Methods: This hospital-based prospective study was conducted in department of Medical Gastroenterology, GMC Srinagar from December 2022 to December 2024 and included 250 patients diagnosed with Acute Pancreatitis. Data on Demographics, etiology, severity, interventions in severe pancreatitis and overall outcomes were analyzed.
Results: Demographic analysis showed that 60% (150/250) of the patients were male and 40% (100/250) were female. The mean age of presentation was 42 years .Gallstone-induced AP was the most common cause (42.8%) followed by Idiopathic (19.2%), worm induced(10.4%) and post-ERCP pancreatitis was seen in 7.2% of patients. cases. Based on severity Pancreatitis was classified into mild (55%), Moderate (30%) and Severe acute pancreatitis (SAP) (15%). Patients with SAP developed significant complications, including Pancreatic necrosis (60%), Systemic inflammatory response syndrome (SIRS): (45%), Multi-organ failure (MOF)(25% ), Acute respiratory distress syndrome (ARDS)(15% ) with ICU admission required in 50% and Mortality of 20% (8/38). A total of 22 patients of SAP underwent Cystogastrostomy. Endoscopic Cystogastrostomy was performed in 68% (15 patients) while Surgical Cystogastrostomy in 32%. The overall success rate of endoscopic Cystogastrostomy (CG) was 90%. Complete resolution of cysts occurred in most patients within 8 weeks. However, 10% required repeat drainage due to incomplete resolution.

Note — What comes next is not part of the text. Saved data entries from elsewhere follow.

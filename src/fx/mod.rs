//! Effect simulation module
//!
//! Everything here is pure data and math, with no DOM or platform access:
//! - Seeded RNG only
//! - Each input event fully recomputes its output (last write wins)
//! - Visual output goes through `renderer` traits supplied by the caller

pub mod chart;
pub mod entrance;
pub mod grid;
pub mod parallax;
pub mod particles;
pub mod reveal;
pub mod spotlight;
pub mod timeline;
pub mod tween;
pub mod typewriter;
pub mod viewport;

pub use chart::{ChartBar, LiveChart};
pub use entrance::{EntrancePhase, EntranceReveal};
pub use grid::{ForceGrid, GridMarker, MarkerIntensity};
pub use parallax::PointerParallax;
pub use particles::{Particle, ParticleField, Projection};
pub use reveal::RevealToggle;
pub use spotlight::Spotlight;
pub use timeline::{
    Easing, ElementRef, Endpoint, Layout, PinDistance, PinSpec, PropertyFrame, PropertyName,
    PropertyWrite, ScrollTimeline, TimelineSegment,
};
pub use tween::Tween;
pub use typewriter::{LineKind, SequencerPhase, TerminalLine, TypeStep, TypewriterSequencer};
pub use viewport::{Rect, Viewport};
//! Effects runtime: activation, event routing and teardown
//!
//! Owns every effect plus the collaborators they run on. Activation
//! registers listeners, scroll triggers and the render loop; teardown
//! releases every one of them, after which no frame, timer or event can
//! change state.

use glam::DVec2;

use crate::consts::MAX_FRAME_DT;
use crate::fx::{
    EntranceReveal, ForceGrid, Layout, LiveChart, ParticleField, PointerParallax, PropertyFrame,
    RevealToggle, ScrollTimeline, Spotlight, TypeStep, TypewriterSequencer, Viewport,
};
use crate::page::{self, SectionId};
use crate::platform::{
    CallbackHandle, DelayScheduler, EventKind, EventSource, FrameScheduler, InputEvent,
    ManualHost, PinHandle, ScrollPinner, Subscription, TriggerSpec,
};
use crate::renderer::{PageView, RasterSurface};
use crate::settings::EffectsConfig;

/// Listener kinds held while active
const LISTENED: [EventKind; 5] = [
    EventKind::PointerMove,
    EventKind::GridPointer,
    EventKind::CardsPointer,
    EventKind::Resize,
    EventKind::Layout,
];

/// Everything the runtime talks to outside itself
pub struct Collaborators {
    pub frames: Box<dyn FrameScheduler>,
    pub timers: Box<dyn DelayScheduler>,
    pub events: Box<dyn EventSource>,
    pub pins: Box<dyn ScrollPinner>,
    /// None when no 2D context is available (particles then run unpainted)
    pub surface: Option<Box<dyn RasterSurface>>,
    pub view: Box<dyn PageView>,
}

impl Collaborators {
    /// Wire every scheduler/source to one manual host
    pub fn manual(
        host: &ManualHost,
        surface: Option<Box<dyn RasterSurface>>,
        view: Box<dyn PageView>,
    ) -> Self {
        Self {
            frames: Box::new(host.clone()),
            timers: Box::new(host.clone()),
            events: Box::new(host.clone()),
            pins: Box::new(host.clone()),
            surface,
            view,
        }
    }
}

/// Proof of a running render loop; hand it back to stop that loop
#[derive(Debug, Clone, Copy, PartialEq, Eq, Hash)]
pub struct FrameToken(u64);
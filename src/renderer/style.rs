//! Composed per-element style
//!
//! Several timeline segments can drive different properties of the same
//! element, but CSS only has one `transform`. The view keeps one
//! `ElementStyle` per element and writes the composed strings on flush.

use glam::DVec3;

use crate::fx::PropertyName;

/// Animatable state of one element
#[derive(Debug, Clone, Copy, PartialEq)]
pub struct ElementStyle {
    /// px
    pub translate: DVec3,
    pub x_percent: f64,
    /// Degrees
    pub rotate_x: f64,
    pub rotate_y: f64,
    pub scale: f64,
    pub opacity: f64,
    /// px
    pub blur: f64,
}

impl Default for ElementStyle {
    fn default() -> Self {
        Self {
            translate: DVec3::ZERO,
            x_percent: 0.0,
            rotate_x: 0.0,
            rotate_y: 0.0,
            scale: 1.0,
            opacity: 1.0,
            blur: 0.0,
        }
    }
}

impl ElementStyle {
    pub fn set(&mut self, property: PropertyName, value: f64) {
        match property {
            PropertyName::TranslateX => self.translate.x = value,
            PropertyName::TranslateY => self.translate.y = value,
            PropertyName::TranslateZ => self.translate.z = value,
            PropertyName::XPercent => self.x_percent = value,
            PropertyName::RotateX => self.rotate_x = value,
            PropertyName::RotateY => self.rotate_y = value,
            PropertyName::Scale => self.scale = value,
            PropertyName::Opacity => self.opacity = value.clamp(0.0, 1.0),
            PropertyName::Blur => self.blur = value.max(0.0),
        }
    }

    pub fn get(&self, property: PropertyName) -> f64 {
        match property {
            PropertyName::TranslateX => self.translate.x,
            PropertyName::TranslateY => self.translate.y,
            PropertyName::TranslateZ => self.translate.z,
            PropertyName::XPercent => self.x_percent,
            PropertyName::RotateX => self.rotate_x,
            PropertyName::RotateY => self.rotate_y,
            PropertyName::Scale => self.scale,
            PropertyName::Opacity => self.opacity,
            PropertyName::Blur => self.blur,
        }
    }

    /// CSS `transform` value (GSAP ordering: percent, translate, yaw, pitch, scale)
    pub fn transform_css(&self) -> String {
        let mut parts = Vec::new();
        if self.x_percent != 0.0 {
            parts.push(format!("translate({}%, 0%)", self.x_percent));
        }
        if self.translate != DVec3::ZERO {
            parts.push(format!(
                "translate3d({}px, {}px, {}px)",
                self.translate.x, self.translate.y, self.translate.z
            ));
        }
        if self.rotate_y != 0.0 {
            parts.push(format!("rotateY({}deg)", self.rotate_y));
        }
        if self.rotate_x != 0.0 {
            parts.push(format!("rotateX({}deg)", self.rotate_x));
        }
        if self.scale != 1.0 {
            parts.push(format!("scale({})", self.scale));
        }

        if parts.is_empty() {
            "none".to_string()
        } else {
            parts.join(" ")
        }
    }

    /// CSS `filter` value
    pub fn filter_css(&self) -> String {
        if self.blur > 0.0 {
            format!("blur({}px)", self.blur)
        } else {
            "none".to_string()
        }
    }

    pub fn opacity_css(&self) -> String {
        self.opacity.to_string()
    }
}

#[cfg(test)]
mod tests {
    use super::*;

    #[test]
    fn test_rest_style_is_none() {
        let s = ElementStyle::default();
        assert_eq!(s.transform_css(), "none");
        assert_eq!(s.filter_css(), "none");
        assert_eq!(s.opacity_css(), "1");
    }

    #[test]
    fn test_transform_composition_order() {
        let mut s = ElementStyle::default();
        s.set(PropertyName::RotateX, 20.0);
        s.set(PropertyName::TranslateZ, 600.0);
        s.set(PropertyName::RotateY, 120.0);
        s.set(PropertyName::XPercent, -15.0);
        assert_eq!(
            s.transform_css(),
            "translate(-15%, 0%) translate3d(0px, 0px, 600px) rotateY(120deg) rotateX(20deg)"
        );
    }

    #[test]
    fn test_opacity_and_blur_clamped() {
        let mut s = ElementStyle::default();
        s.set(PropertyName::Opacity, 1.4);
        s.set(PropertyName::Blur, -3.0);
        assert_eq!(s.get(PropertyName::Opacity), 1.0);
        assert_eq!(s.filter_css(), "none");
        s.set(PropertyName::Blur, 20.0);
        assert_eq!(s.filter_css(), "blur(20px)");
    }
}
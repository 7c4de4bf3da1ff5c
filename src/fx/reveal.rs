//! Two-state reveal flag driven by a scroll trigger
//!
//! Entering the trigger turns it on, scrolling back above it turns it off.

/// Footer reveal state
#[derive(Debug, Clone, Copy, PartialEq, Eq, Default)]
pub struct RevealToggle {
    active: bool,
}

impl RevealToggle {
    pub fn new() -> Self {
        Self::default()
    }

    pub fn is_active(&self) -> bool {
        self.active
    }

    /// Returns the new state only if it changed
    pub fn enter(&mut self) -> Option<bool> {
        self.set(true)
    }

    /// Returns the new state only if it changed
    pub fn leave_back(&mut self) -> Option<bool> {
        self.set(false)
    }

    fn set(&mut self, active: bool) -> Option<bool> {
        if self.active == active {
            return None;
        }
        self.active = active;
        Some(active)
    }
}

#[cfg(test)]
mod tests {
    use super::*;

    #[test]
    fn test_toggle_reports_changes_only() {
        let mut r = RevealToggle::new();
        assert_eq!(r.leave_back(), None);
        assert_eq!(r.enter(), Some(true));
        assert_eq!(r.enter(), None);
        assert!(r.is_active());
        assert_eq!(r.leave_back(), Some(false));
    }
}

Complications observed Post CG included Infection (15%), Bleeding (5%), Stent migration (in endoscopic cases) in 10% Recurrence of cysts (5%).
Conclusion: Gallstones remain the predominant cause of AP in this region. Worm induced pancreatitis remains a unique cause in Kashmir due to endemicity. Alcohol consumption is an emerging concern. SAP carries a risk for developing significant morbidity and mortality. Early identification and management of risk factors are essential to reduce morbidity and mortality.